EXERCISE DESCRIPTION> Lines with the word "HistogramSpec" in them must be copied from the records below.

Stored data entries
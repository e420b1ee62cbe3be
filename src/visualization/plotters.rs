//! Plotters rendering backend.
//!
//! Static charts go to PNG via the bitmap backend; the histogram animation
//! goes to an animated GIF, one frame per history snapshot, at the frame rate
//! fixed by the [`HistogramSpec`].

use std::path::Path;

use plotters::prelude::*;

use super::{bin_counts, ChartSpec, HistogramSpec, Renderer, SeriesColor};
use crate::domains::counting::CountHistory;
use crate::error::{SimError, SimResult};

/// Concrete renderer backed by the plotters crate.
#[derive(Debug, Clone, Copy)]
pub struct PlottersRenderer {
    width: u32,
    height: u32,
}

impl PlottersRenderer {
    /// Create a renderer with the given output dimensions in pixels.
    #[must_use]
    pub const fn new(width: u32, height: u32) -> Self {
        Self { width, height }
    }
}

impl Default for PlottersRenderer {
    fn default() -> Self {
        Self::new(1280, 720)
    }
}

fn draw_err(context: &str, e: impl std::fmt::Display) -> SimError {
    SimError::render(format!("{context}: {e}"))
}

const fn rgb(color: SeriesColor) -> RGBColor {
    match color {
        SeriesColor::Red => RED,
        SeriesColor::Blue => BLUE,
        SeriesColor::Green => GREEN,
        SeriesColor::Black => BLACK,
    }
}

impl Renderer for PlottersRenderer {
    fn render_chart(&self, spec: &ChartSpec, path: &Path) -> SimResult<()> {
        let root = BitMapBackend::new(path, (self.width, self.height)).into_drawing_area();
        root.fill(&WHITE)
            .map_err(|e| draw_err("failed to clear chart background", e))?;

        let mut chart = ChartBuilder::on(&root)
            .caption(&spec.title, ("sans-serif", 34).into_font())
            .margin(20)
            .x_label_area_size(50)
            .y_label_area_size(60)
            .build_cartesian_2d(
                spec.x_range.0..spec.x_range.1,
                spec.y_range.0..spec.y_range.1,
            )
            .map_err(|e| draw_err("failed to build chart", e))?;

        chart
            .configure_mesh()
            .draw()
            .map_err(|e| draw_err("failed to draw chart mesh", e))?;

        for series in &spec.series {
            let color = rgb(series.color);

            chart
                .draw_series(LineSeries::new(series.points.iter().copied(), &color))
                .map_err(|e| draw_err("failed to draw line series", e))?
                .label(&series.label)
                .legend(move |(x, y)| {
                    PathElement::new(vec![(x, y), (x + 25, y)], color.stroke_width(3))
                });

            // White-filled markers with a colored outline at each sample.
            chart
                .draw_series(
                    series
                        .points
                        .iter()
                        .map(|&p| Circle::new(p, 4, WHITE.filled())),
                )
                .map_err(|e| draw_err("failed to draw marker fills", e))?;
            chart
                .draw_series(
                    series
                        .points
                        .iter()
                        .map(|&p| Circle::new(p, 4, color.stroke_width(2))),
                )
                .map_err(|e| draw_err("failed to draw marker outlines", e))?;
        }

        chart
            .configure_series_labels()
            .position(SeriesLabelPosition::UpperLeft)
            .border_style(BLACK)
            .background_style(WHITE.mix(0.7))
            .draw()
            .map_err(|e| draw_err("failed to draw legend", e))?;

        root.present()
            .map_err(|e| draw_err("failed to write chart", e))?;
        Ok(())
    }

    fn render_histogram_animation(
        &self,
        history: &CountHistory,
        spec: &HistogramSpec,
        path: &Path,
    ) -> SimResult<()> {
        if history.is_empty() {
            return Err(SimError::invalid_argument(
                "cannot animate an empty count history",
            ));
        }

        let (lo, hi) = spec.bin_range();
        let root = BitMapBackend::gif(path, (self.width, self.height), spec.frame_delay_ms())
            .map_err(|e| draw_err("failed to open GIF encoder", e))?
            .into_drawing_area();

        for frame in history.frames() {
            root.fill(&WHITE)
                .map_err(|e| draw_err("failed to clear frame", e))?;

            // X bins are fixed; the y axis rescales as the history grows,
            // like a cleared-and-redrawn histogram.
            let bins = bin_counts(frame, lo, hi);
            let y_max = bins.iter().copied().max().unwrap_or(0).max(1);

            let mut chart = ChartBuilder::on(&root)
                .margin(20)
                .x_label_area_size(40)
                .y_label_area_size(60)
                .build_cartesian_2d((lo..hi).into_segmented(), 0u64..y_max)
                .map_err(|e| draw_err("failed to build histogram frame", e))?;

            chart
                .configure_mesh()
                .disable_x_mesh()
                .x_desc("counts per interval")
                .y_desc("intervals")
                .draw()
                .map_err(|e| draw_err("failed to draw histogram mesh", e))?;

            chart
                .draw_series(
                    Histogram::vertical(&chart)
                        .style(BLUE.filled())
                        .margin(3)
                        .data(
                            frame
                                .iter()
                                .filter(|&&c| (lo..hi).contains(&c))
                                .map(|&c| (c, 1u64)),
                        ),
                )
                .map_err(|e| draw_err("failed to draw histogram bars", e))?;

            root.present()
                .map_err(|e| draw_err("failed to emit animation frame", e))?;
        }

        Ok(())
    }
}

#[cfg(test)]
mod tests {
    use super::*;
    use crate::visualization::Series;

    fn small_chart_spec() -> ChartSpec {
        ChartSpec {
            title: "test chart".to_string(),
            x_range: (0.0, 1.0),
            y_range: (0.0, 1.0),
            series: vec![Series {
                label: "y=x/(x+1)".to_string(),
                color: SeriesColor::Red,
                points: vec![(0.0, 0.0), (0.5, 1.0 / 3.0), (0.9, 0.9 / 1.9)],
            }],
        }
    }

    #[test]
    fn test_chart_smoke() {
        let dir = tempfile::tempdir().unwrap();
        let path = dir.path().join("chart.png");

        PlottersRenderer::new(320, 240)
            .render_chart(&small_chart_spec(), &path)
            .unwrap();

        let meta = std::fs::metadata(&path).unwrap();
        assert!(meta.len() > 0, "chart file must not be empty");
    }

    #[test]
    fn test_animation_smoke() {
        let dir = tempfile::tempdir().unwrap();
        let path = dir.path().join("hist.gif");

        let mut history = CountHistory::new();
        for c in [2, 3, 3, 4] {
            history.push(c);
        }

        PlottersRenderer::new(320, 240)
            .render_histogram_animation(&history, &HistogramSpec::default(), &path)
            .unwrap();

        let meta = std::fs::metadata(&path).unwrap();
        assert!(meta.len() > 0, "animation file must not be empty");
    }

    #[test]
    fn test_animation_rejects_empty_history() {
        let dir = tempfile::tempdir().unwrap();
        let path = dir.path().join("hist.gif");

        let err = PlottersRenderer::default()
            .render_histogram_animation(&CountHistory::new(), &HistogramSpec::default(), &path)
            .unwrap_err();
        assert!(err.is_invalid_input());
    }

    #[test]
    fn test_color_mapping() {
        assert_eq!(format!("{:?}", rgb(SeriesColor::Red)), format!("{RED:?}"));
        assert_eq!(format!("{:?}", rgb(SeriesColor::Blue)), format!("{BLUE:?}"));
        assert_eq!(
            format!("{:?}", rgb(SeriesColor::Green)),
            format!("{GREEN:?}")
        );
        assert_eq!(
            format!("{:?}", rgb(SeriesColor::Black)),
            format!("{BLACK:?}")
        );
    }
}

WRITTEN REPLY>
//! fixed by the [`HistogramSpec`].
use super::{bin_counts, ChartSpec, HistogramSpec, Renderer, SeriesColor};
        spec: &HistogramSpec,
            .render_histogram_animation(&history, &HistogramSpec::default(), &path)
            .render_histogram_animation(&CountHistory::new(), &HistogramSpec::default(), &path)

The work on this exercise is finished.